1.2           Escrow Agent.  On this same date, the Company, the Purchaser and The Seabolt Law Group ("Seabolt") shall enter into that certain escrow agreement, in the form of Exhibit B annexed hereto and made a part hereof (the "Escrow Agreement"), pursuant to which Seabolt shall act as the Escrow Agent in this Offering and release the funds in accordance with the terms of such Escrow Agreement.

1.3           Closing. The closing of the transactions contemplated hereby shall take place on a rolling close basis, so long as least $25,000 (the "Minimum Purchase Amount") is received in the Escrow Account (as hereinafter defined) before any closing may occur. The offering period and final closing date will be no later than 10:00 a.m.

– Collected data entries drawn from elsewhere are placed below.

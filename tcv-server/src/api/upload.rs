//! Audio upload and gallery listing
//!
//! Each file is stored as a blob first, then recorded as an `audios` row. If
//! the row insert fails the blob is deleted again.

use axum::{
    body::Bytes,
    extract::{multipart::MultipartError, Multipart, Query, State},
    Json,
};
use serde::Deserialize;
use tcv_common::api_types::{AudioListResponse, UploadFailure, UploadResponse, UploadResults};
use tcv_common::gallery::{filter_audios, GalleryStats, StatusFilter};
use tcv_common::time;
use tracing::{error, info, warn};

use crate::db::audios::{self, NewAudio};
use crate::error::{ApiError, ApiResult};
use crate::storage::{upload_path, StorageError};
use crate::AppState;

/// Multipart field carrying the files
const FILES_FIELD: &str = "files";

pub const ALLOWED_MIME_TYPES: &[&str] = &["audio/wav", "audio/mpeg", "audio/mp3", "audio/x-wav"];

struct IncomingFile {
    name: String,
    content_type: String,
    bytes: Bytes,
}

/// POST /api/upload
pub async fn upload_audio(State(state): State<AppState>, mut multipart: Multipart) -> ApiResult<Json<UploadResponse>> {
    let request_limit = state.config.max_request_bytes;
    let multipart_err = |e: MultipartError| ApiError::from_multipart(e, request_limit);

    let mut files = Vec::new();
    while let Some(field) = multipart.next_field().await.map_err(multipart_err)? {
        if field.name() != Some(FILES_FIELD) {
            continue;
        }
        let name = field.file_name().unwrap_or_default().to_string();
        let content_type = field.content_type().unwrap_or_default().to_string();
        let bytes = field.bytes().await.map_err(multipart_err)?;
        files.push(IncomingFile { name, content_type, bytes });
    }

    if files.is_empty() {
        return Err(ApiError::BadRequest("No files provided".to_string()));
    }

    let total = files.len();
    let mut results = UploadResults::default();
    for file in files {
        match store_file(&state, &file).await {
            Ok(()) => results.success.push(file.name),
            Err(error) => results.failed.push(UploadFailure { name: file.name, error }),
        }
    }

    info!("Upload finished: {} of {} files stored", results.success.len(), total);
    Ok(Json(UploadResponse {
        message: format!("Uploaded {} of {} files", results.success.len(), total),
        results,
    }))
}

/// Validate, write the blob, then insert the row; the error string is what
/// the client sees for this file
async fn store_file(state: &AppState, file: &IncomingFile) -> Result<(), String> {
    if !ALLOWED_MIME_TYPES.contains(&file.content_type.as_str()) {
        return Err(format!(
            "Invalid file type: {}. Only .wav and .mp3 are allowed.",
            file.content_type
        ));
    }

    let max_bytes = state.config.max_file_bytes;
    if file.bytes.len() > max_bytes {
        return Err(format!(
            "File too large: {} bytes exceeds the {} byte limit",
            file.bytes.len(),
            max_bytes
        ));
    }

    let bucket = state.config.bucket.as_str();
    let path = put_blob(state, bucket, file).await.map_err(|e| {
        warn!("Blob write failed for {}: {}", file.name, e);
        e.to_string()
    })?;

    let storage_url = state.store.public_url(bucket, &path);
    let new_audio = NewAudio {
        audio_name: &file.name,
        storage_url: &storage_url,
        storage_path: &path,
        language_tag: Some(state.config.default_language_tag.as_str()),
        file_size_bytes: i64::try_from(file.bytes.len()).ok(),
        mime_type: Some(file.content_type.as_str()),
    };

    match audios::insert(&state.db, &new_audio).await {
        Ok(audio) => {
            info!("Stored audio {} as {} ({})", file.name, path, audio.id);
            Ok(())
        }
        Err(e) => {
            warn!("Audio insert failed for {}, removing blob {}: {}", file.name, path, e);
            if let Err(remove_err) = state.store.remove(bucket, &path).await {
                error!("Failed to remove orphan blob {}/{}: {}", bucket, path, remove_err);
            }
            Err(e.to_string())
        }
    }
}

/// Attempts at a fresh timestamp when two uploads of the same name land in
/// the same millisecond
const PATH_ATTEMPTS: i64 = 5;

/// Write the blob under a new timestamped path and return that path
async fn put_blob(state: &AppState, bucket: &str, file: &IncomingFile) -> Result<String, StorageError> {
    let millis = time::unix_millis();
    let mut attempt = 0;
    loop {
        let path = upload_path(&file.name, millis + attempt);
        match state.store.put(bucket, &path, &file.bytes, &file.content_type).await {
            Ok(()) => return Ok(path),
            Err(StorageError::AlreadyExists(_)) if attempt + 1 < PATH_ATTEMPTS => attempt += 1,
            Err(e) => return Err(e),
        }
    }
}

#[derive(Debug, Default, Deserialize)]
pub struct GalleryQuery {
    #[serde(default)]
    pub search: Option<String>,
    #[serde(default)]
    pub status: Option<String>,
}

/// GET /api/upload
pub async fn list_audios(
    State(state): State<AppState>,
    Query(query): Query<GalleryQuery>,
) -> ApiResult<Json<AudioListResponse>> {
    let status: StatusFilter = query
        .status
        .as_deref()
        .unwrap_or_default()
        .parse()
        .map_err(ApiError::BadRequest)?;

    let all = audios::list(&state.db).await?;
    let stats = GalleryStats::from_audios(&all);
    let filtered = filter_audios(&all, query.search.as_deref().unwrap_or_default(), status)
        .into_iter()
        .cloned()
        .collect();

    Ok(Json(AudioListResponse { audios: filtered, stats }))
}
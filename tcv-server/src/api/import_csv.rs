//! CSV import endpoint

use axum::{extract::State, Json};
use tcv_common::api_types::{ImportCsvRequest, ImportCsvResponse};

use crate::db::models;
use crate::error::{ApiError, ApiResult};
use crate::import::import_rows;
use crate::AppState;

/// POST /api/import-csv
pub async fn import_csv(
    State(state): State<AppState>,
    Json(request): Json<ImportCsvRequest>,
) -> ApiResult<Json<ImportCsvResponse>> {
    let rows = request
        .rows
        .filter(|rows| !rows.is_empty())
        .ok_or_else(|| ApiError::BadRequest("No valid CSV data provided".to_string()))?;

    let model_id = request
        .model_id
        .filter(|id| !id.trim().is_empty())
        .ok_or_else(|| ApiError::BadRequest("Model ID is required".to_string()))?;

    if !models::exists(&state.db, &model_id).await? {
        return Err(ApiError::NotFound("Model not found".to_string()));
    }

    let results = import_rows(&state.db, &model_id, &rows).await;
    Ok(Json(ImportCsvResponse {
        message: "CSV import completed".to_string(),
        results,
    }))
}
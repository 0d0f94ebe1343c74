//! Model manager endpoints

use axum::{
    extract::{Path, State},
    Json,
};
use tcv_common::api_types::{CreateModelRequest, DeleteResponse, ModelListResponse, UpdateModelRequest};
use tcv_common::Model;
use tracing::info;

use crate::db::models;
use crate::error::{ApiError, ApiResult};
use crate::AppState;

const NAME_REQUIRED: &str = "Model name is required";
const NOT_FOUND: &str = "Model not found";

/// Empty description means "no description"
fn normalize_description(description: Option<&str>) -> Option<&str> {
    description.map(str::trim).filter(|d| !d.is_empty())
}

/// GET /api/models
pub async fn list_models(State(state): State<AppState>) -> ApiResult<Json<ModelListResponse>> {
    Ok(Json(models::list_summaries(&state.db).await?))
}

/// POST /api/models
pub async fn create_model(
    State(state): State<AppState>,
    Json(request): Json<CreateModelRequest>,
) -> ApiResult<Json<Model>> {
    let name = request
        .model_name
        .as_deref()
        .map(str::trim)
        .filter(|n| !n.is_empty())
        .ok_or_else(|| ApiError::BadRequest(NAME_REQUIRED.to_string()))?;

    let model = models::create(&state.db, name, normalize_description(request.description.as_deref())).await?;
    info!("Created model {} ({})", model.model_name, model.id);
    Ok(Json(model))
}

/// PATCH /api/models/:id
pub async fn update_model(
    State(state): State<AppState>,
    Path(id): Path<String>,
    Json(request): Json<UpdateModelRequest>,
) -> ApiResult<Json<Model>> {
    let name = match request.model_name.as_deref().map(str::trim) {
        Some("") => return Err(ApiError::BadRequest(NAME_REQUIRED.to_string())),
        other => other,
    };
    let description = request
        .description
        .as_deref()
        .map(|d| normalize_description(Some(d)));

    models::update(&state.db, &id, name, description)
        .await?
        .map(Json)
        .ok_or_else(|| ApiError::NotFound(NOT_FOUND.to_string()))
}

/// DELETE /api/models/:id
pub async fn delete_model(State(state): State<AppState>, Path(id): Path<String>) -> ApiResult<Json<DeleteResponse>> {
    if !models::delete(&state.db, &id).await? {
        return Err(ApiError::NotFound(NOT_FOUND.to_string()));
    }
    info!("Deleted model {}", id);
    Ok(Json(DeleteResponse { success: true }))
}

#[cfg(test)]
mod tests {
    use super::*;

    #[test]
    fn test_normalize_description() {
        assert_eq!(normalize_description(Some("  cloud ")), Some("cloud"));
        assert_eq!(normalize_description(Some("   ")), None);
        assert_eq!(normalize_description(None), None);
    }
}
//! Audio detail (comparison view) and validation flag

use axum::{
    extract::{Path, State},
    http::header,
    response::IntoResponse,
    Json,
};
use tcv_common::api_types::{AudioDetailResponse, UpdateAudioRequest};
use tcv_common::models::TranscriptionView;
use tcv_common::tally::VoteTally;
use tcv_common::Audio;
use tracing::info;

use crate::db::{audios, feedback, transcriptions};
use crate::error::{ApiError, ApiResult};
use crate::AppState;

const NOT_FOUND: &str = "Audio not found";

/// GET /api/audio/:id
///
/// Tallies are computed on every read, so the response is never cached.
pub async fn get_audio_detail(State(state): State<AppState>, Path(id): Path<String>) -> ApiResult<impl IntoResponse> {
    let audio = audios::get(&state.db, &id)
        .await?
        .ok_or_else(|| ApiError::NotFound(NOT_FOUND.to_string()))?;

    let joined = transcriptions::list_for_audio(&state.db, &id).await?;
    let tally = VoteTally::from_preferences(feedback::preferences_for_audio(&state.db, &id).await?);
    let navigation = audios::neighbours(&state.db, &id).await?;

    let transcriptions = joined
        .into_iter()
        .map(|(transcription, model)| {
            let vote_count = tally.count_for(&transcription.id);
            let vote_percentage = tally.percentage_for(&transcription.id);
            let is_leading = tally.is_leading(&transcription.id);
            TranscriptionView {
                vote_count,
                vote_percentage,
                is_leading,
                transcription,
                model,
            }
        })
        .collect();

    let body = AudioDetailResponse {
        audio,
        transcriptions,
        total_votes: tally.total(),
        vote_counts: tally.into_counts(),
        navigation,
    };

    Ok(([(header::CACHE_CONTROL, "no-store, max-age=0")], Json(body)))
}

/// PATCH /api/audio/:id
pub async fn update_audio(
    State(state): State<AppState>,
    Path(id): Path<String>,
    Json(request): Json<UpdateAudioRequest>,
) -> ApiResult<Json<Audio>> {
    let audio = audios::set_validated(&state.db, &id, request.is_validated)
        .await?
        .ok_or_else(|| ApiError::NotFound(NOT_FOUND.to_string()))?;
    info!("Audio {} validated = {}", audio.id, audio.is_validated);
    Ok(Json(audio))
}
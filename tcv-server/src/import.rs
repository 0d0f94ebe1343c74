//! CSV transcription import
//!
//! Rows commit one at a time. A failing row is reported and the import moves
//! on; nothing is rolled back.

use sqlx::SqlitePool;
use tcv_common::api_types::{ImportReport, ImportRowError};
use tcv_common::csv_row::CsvRow;
use tcv_common::models::word_count;
use tracing::{debug, info, warn};

use crate::db::{audios, transcriptions};

/// Import parsed CSV rows as transcriptions of one model
///
/// The model is expected to exist; callers check it first.
pub async fn import_rows(pool: &SqlitePool, model_id: &str, rows: &[CsvRow]) -> ImportReport {
    let mut report = ImportReport::default();

    for row in rows {
        let (Some(audio_name), Some(text)) = (row.audio_name(), row.transcription()) else {
            debug!("Skipping CSV row without audio name or transcription: {:?}", row.cells());
            report.skipped += 1;
            continue;
        };
        let audio_name = audio_name.trim();
        let text = text.trim();

        let audio = match audios::find_unique_by_name(pool, audio_name).await {
            Ok(Some(audio)) => audio,
            Ok(None) => {
                report.audio_not_found.push(audio_name.to_string());
                continue;
            }
            Err(e) => {
                warn!("Audio lookup failed for {}: {}", audio_name, e);
                report.errors.push(ImportRowError {
                    audio_name: audio_name.to_string(),
                    error: e.to_string(),
                });
                continue;
            }
        };
        report.processed += 1;

        let upsert = transcriptions::TranscriptionUpsert {
            audio_id: &audio.id,
            model_id,
            text,
            bleu_score: row.bleu_score(),
            chrf_score: row.chrf_score(),
            word_count: word_count(text),
        };

        match transcriptions::upsert(pool, &upsert).await {
            Ok(_) => report.transcriptions_added += 1,
            Err(e) => {
                warn!("Transcription upsert failed for {}: {}", audio_name, e);
                report.errors.push(ImportRowError {
                    audio_name: audio_name.to_string(),
                    error: e.to_string(),
                });
            }
        }
    }

    info!(
        "CSV import for model {}: {} processed, {} written, {} skipped, {} not found, {} errors",
        model_id,
        report.processed,
        report.transcriptions_added,
        report.skipped,
        report.audio_not_found.len(),
        report.errors.len()
    );
    report
}

#[cfg(test)]
mod tests {
    use super::*;
    use crate::db::models;
    use tcv_common::db::init_memory_database;

    async fn setup() -> (SqlitePool, String) {
        let pool = init_memory_database().await.unwrap();
        for name in ["a.wav", "b.wav"] {
            audios::insert(
                &pool,
                &audios::NewAudio {
                    audio_name: name,
                    storage_url: "http://localhost/x",
                    storage_path: "uploads/1_x",
                    language_tag: None,
                    file_size_bytes: None,
                    mime_type: None,
                },
            )
            .await
            .unwrap();
        }
        let model = models::create(&pool, "Whisper", None).await.unwrap();
        (pool, model.id)
    }

    fn row(cells: &[(&str, &str)]) -> CsvRow {
        cells.iter().map(|(k, v)| (k.to_string(), v.to_string())).collect()
    }

    #[tokio::test]
    async fn test_mixed_batch_report() {
        let (pool, model_id) = setup().await;
        let rows = vec![
            row(&[("audio_name", "a.wav"), ("transcription", "  one two  "), ("BLEU", "12.5")]),
            row(&[("filename", "b.wav"), ("Transcription", "three"), ("chrF++", "n/a")]),
            row(&[("audio_name", "missing.wav"), ("transcription", "x")]),
            row(&[("audio_name", "a.wav")]),
            row(&[("transcription", "orphan")]),
        ];

        let report = import_rows(&pool, &model_id, &rows).await;
        assert_eq!(report.processed, 2);
        assert_eq!(report.transcriptions_added, 2);
        assert_eq!(report.skipped, 2);
        assert_eq!(report.audio_not_found, vec!["missing.wav".to_string()]);
        assert!(report.errors.is_empty());

        let stored: (String, Option<f64>, Option<i64>) = sqlx::query_as(
            "SELECT t.text, t.bleu_score, t.word_count FROM transcriptions t
             JOIN audios a ON a.id = t.audio_id WHERE a.audio_name = 'a.wav'",
        )
        .fetch_one(&pool)
        .await
        .unwrap();
        assert_eq!(stored, ("one two".to_string(), Some(12.5), Some(2)));
    }

    #[tokio::test]
    async fn test_zero_score_is_kept() {
        let (pool, model_id) = setup().await;
        let rows = vec![row(&[("audio", "a.wav"), ("transcription", "x"), ("bleu_score", "0")])];
        import_rows(&pool, &model_id, &rows).await;

        let bleu: Option<f64> = sqlx::query_scalar("SELECT bleu_score FROM transcriptions")
            .fetch_one(&pool)
            .await
            .unwrap();
        assert_eq!(bleu, Some(0.0));
    }

    #[tokio::test]
    async fn test_upsert_failure_is_reported_per_row() {
        let (pool, _) = setup().await;
        let rows = vec![row(&[("audio_name", "a.wav"), ("transcription", "x")])];

        // Unknown model id violates the foreign key
        let report = import_rows(&pool, "no-such-model", &rows).await;
        assert_eq!(report.processed, 1);
        assert_eq!(report.transcriptions_added, 0);
        assert_eq!(report.errors.len(), 1);
        assert_eq!(report.errors[0].audio_name, "a.wav");
    }
}
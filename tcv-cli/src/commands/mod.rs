//! Subcommand implementations

pub mod import;
pub mod models;
pub mod review;
pub mod upload;

use tcv_common::models::ModelSummary;

/// Match a model by id, or by name ignoring case
pub fn find_model<'a>(models: &'a [ModelSummary], key: &str) -> Option<&'a ModelSummary> {
    models
        .iter()
        .find(|m| m.id == key)
        .or_else(|| models.iter().find(|m| m.model_name.eq_ignore_ascii_case(key.trim())))
}
//! tcv-server library - crowdsourced transcription comparison
//!
//! Reviewers listen to an uploaded recording, compare the transcriptions
//! produced by several models, and vote for the best one. Admins upload audio,
//! import transcriptions from CSV, and manage the model list.

use axum::extract::DefaultBodyLimit;
use axum::routing::{get, patch, post};
use axum::Router;
use sqlx::SqlitePool;
use std::sync::Arc;
use tcv_common::config::ServerConfig;
use tower_http::{cors::CorsLayer, services::ServeDir, trace::TraceLayer};

pub mod api;
pub mod db;
pub mod error;
pub mod import;
pub mod session;
pub mod storage;

use storage::BlobStore;

/// Application state shared across HTTP handlers
#[derive(Clone)]
pub struct AppState {
    pub db: SqlitePool,
    /// Blob store holding the uploaded audio
    pub store: Arc<dyn BlobStore>,
    pub config: Arc<ServerConfig>,
}

impl AppState {
    pub fn new(db: SqlitePool, store: Arc<dyn BlobStore>, config: ServerConfig) -> Self {
        Self {
            db,
            store,
            config: Arc::new(config),
        }
    }
}

/// Build application router
pub fn build_router(state: AppState) -> Router {
    let upload_limit = DefaultBodyLimit::max(state.config.max_request_bytes);

    let routes = Router::new()
        .route("/api/models", get(api::list_models).post(api::create_model))
        .route("/api/models/:id", patch(api::update_model).delete(api::delete_model))
        .route(
            "/api/upload",
            get(api::list_audios).post(api::upload_audio).layer(upload_limit),
        )
        .route("/api/audio/:id", get(api::get_audio_detail).patch(api::update_audio))
        .route("/api/import-csv", post(api::import_csv))
        .route("/api/feedback", get(api::list_feedback).post(api::submit_feedback))
        .route("/api/stats", get(api::validation_stats))
        .route("/api/debug", get(api::debug_dump))
        .merge(api::health_routes());

    let mut app = routes.with_state(state.clone());

    if let Some(root) = state.store.local_root() {
        app = app.nest_service("/storage", ServeDir::new(root));
    }

    app.layer(TraceLayer::new_for_http())
        .layer(CorsLayer::permissive())
}
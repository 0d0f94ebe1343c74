//! Gallery filtering
//!
//! Search and status filter over an already-fetched audio list, plus the
//! total/validated/pending counters shown above the gallery.

use serde::{Deserialize, Serialize};
use std::str::FromStr;

use crate::models::Audio;

/// Validation status filter
#[derive(Debug, Clone, Copy, Default, PartialEq, Eq, Serialize, Deserialize)]
#[serde(rename_all = "lowercase")]
pub enum StatusFilter {
    #[default]
    All,
    Validated,
    Pending,
}

impl StatusFilter {
    fn matches(self, audio: &Audio) -> bool {
        match self {
            StatusFilter::All => true,
            StatusFilter::Validated => audio.is_validated,
            StatusFilter::Pending => !audio.is_validated,
        }
    }
}

impl FromStr for StatusFilter {
    type Err = String;

    fn from_str(s: &str) -> Result<Self, Self::Err> {
        match s.trim().to_ascii_lowercase().as_str() {
            "" | "all" => Ok(StatusFilter::All),
            "validated" => Ok(StatusFilter::Validated),
            "pending" => Ok(StatusFilter::Pending),
            other => Err(format!("unknown status filter: {other}")),
        }
    }
}

/// Counters over the whole (unfiltered) list
#[derive(Debug, Clone, Copy, Default, PartialEq, Eq, Serialize, Deserialize)]
pub struct GalleryStats {
    pub total: usize,
    pub validated: usize,
    pub pending: usize,
}

impl GalleryStats {
    pub fn from_audios(audios: &[Audio]) -> Self {
        let validated = audios.iter().filter(|a| a.is_validated).count();
        Self {
            total: audios.len(),
            validated,
            pending: audios.len() - validated,
        }
    }
}

/// True when the query is a case-insensitive substring of the audio name or
/// language tag. An empty query matches everything.
pub fn matches_search(audio: &Audio, query: &str) -> bool {
    let needle = query.to_lowercase();
    if needle.is_empty() {
        return true;
    }
    audio.audio_name.to_lowercase().contains(&needle)
        || audio
            .language_tag
            .as_deref()
            .is_some_and(|tag| tag.to_lowercase().contains(&needle))
}

/// Apply search and status filter, preserving input order
pub fn filter_audios<'a>(audios: &'a [Audio], query: &str, status: StatusFilter) -> Vec<&'a Audio> {
    audios
        .iter()
        .filter(|audio| matches_search(audio, query) && status.matches(audio))
        .collect()
}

EST, on August 29, 2014 (the "Final Closing Date"), or at such other location, date and time, as may be agreed upon between Purchaser and the Company, or by facsimile or other electronic means (such closing being called the “Closing” and such date and time being called the “Closing Date).

a)  
If the Minimum Purchase Amount is received by the Escrow Agent on or before the Final Closing Date, all escrowed proceeds, net of commissions, if any, and other offering expenses, will be remitted to the Company (the "Initial Closing").  If the Minimum Purchase Amount is not received by the Escrow Agent by the Final Closing Date, the Offering will terminate and all escrowed proceeds will be returned to subscribers without interest or deduction.

b)  
Following the Initial Closing, the Company may hold subsequent Closings up to and including the Final Closing Date for all or any portion of the remaining amount of the Offering not sold at the time of the Initial Closing or any subsequent Closing, provided, however, that such subsequent Closings must occur no later than the Final Closing Date.

c)  
On the Initial Closing Date and at each subsequent Closing until the Final Closing Date, each Purchaser shall deliver to the Escrow Agent, via wire transfer or a certified check, immediately available funds equal to such Purchaser’s Purchase Price as set forth on the Investor Questionnaire executed by such Purchaser.  The Company shall deliver to each Purchaser his or its respective Shares and a Warrant, as determined pursuant to the details first set forth above, and the Company and each Purchaser shall deliver the other items set forth in Section 4.2 deliverable at the Closing.  Upon satisfaction of the covenants and conditions set forth in Sections 4.1 and 4.2, the Closing shall occur at the offices of Company Counsel or such other location as the parties shall mutually agree.

d)  
Purchasers shall remit the Purchase Price to the Escrow Agent as follows:
 
WIRE TRANSFERS:

 
Bank Name & Address:
 
Citibank, Branch #147
2404 Cedar Springs Road, Dallas, TX 75201
ABA No.:
 
113193532
Account No.:
 
9771809816
Account Name:
 
"Seabolt Law Group Lawyers Trust Account"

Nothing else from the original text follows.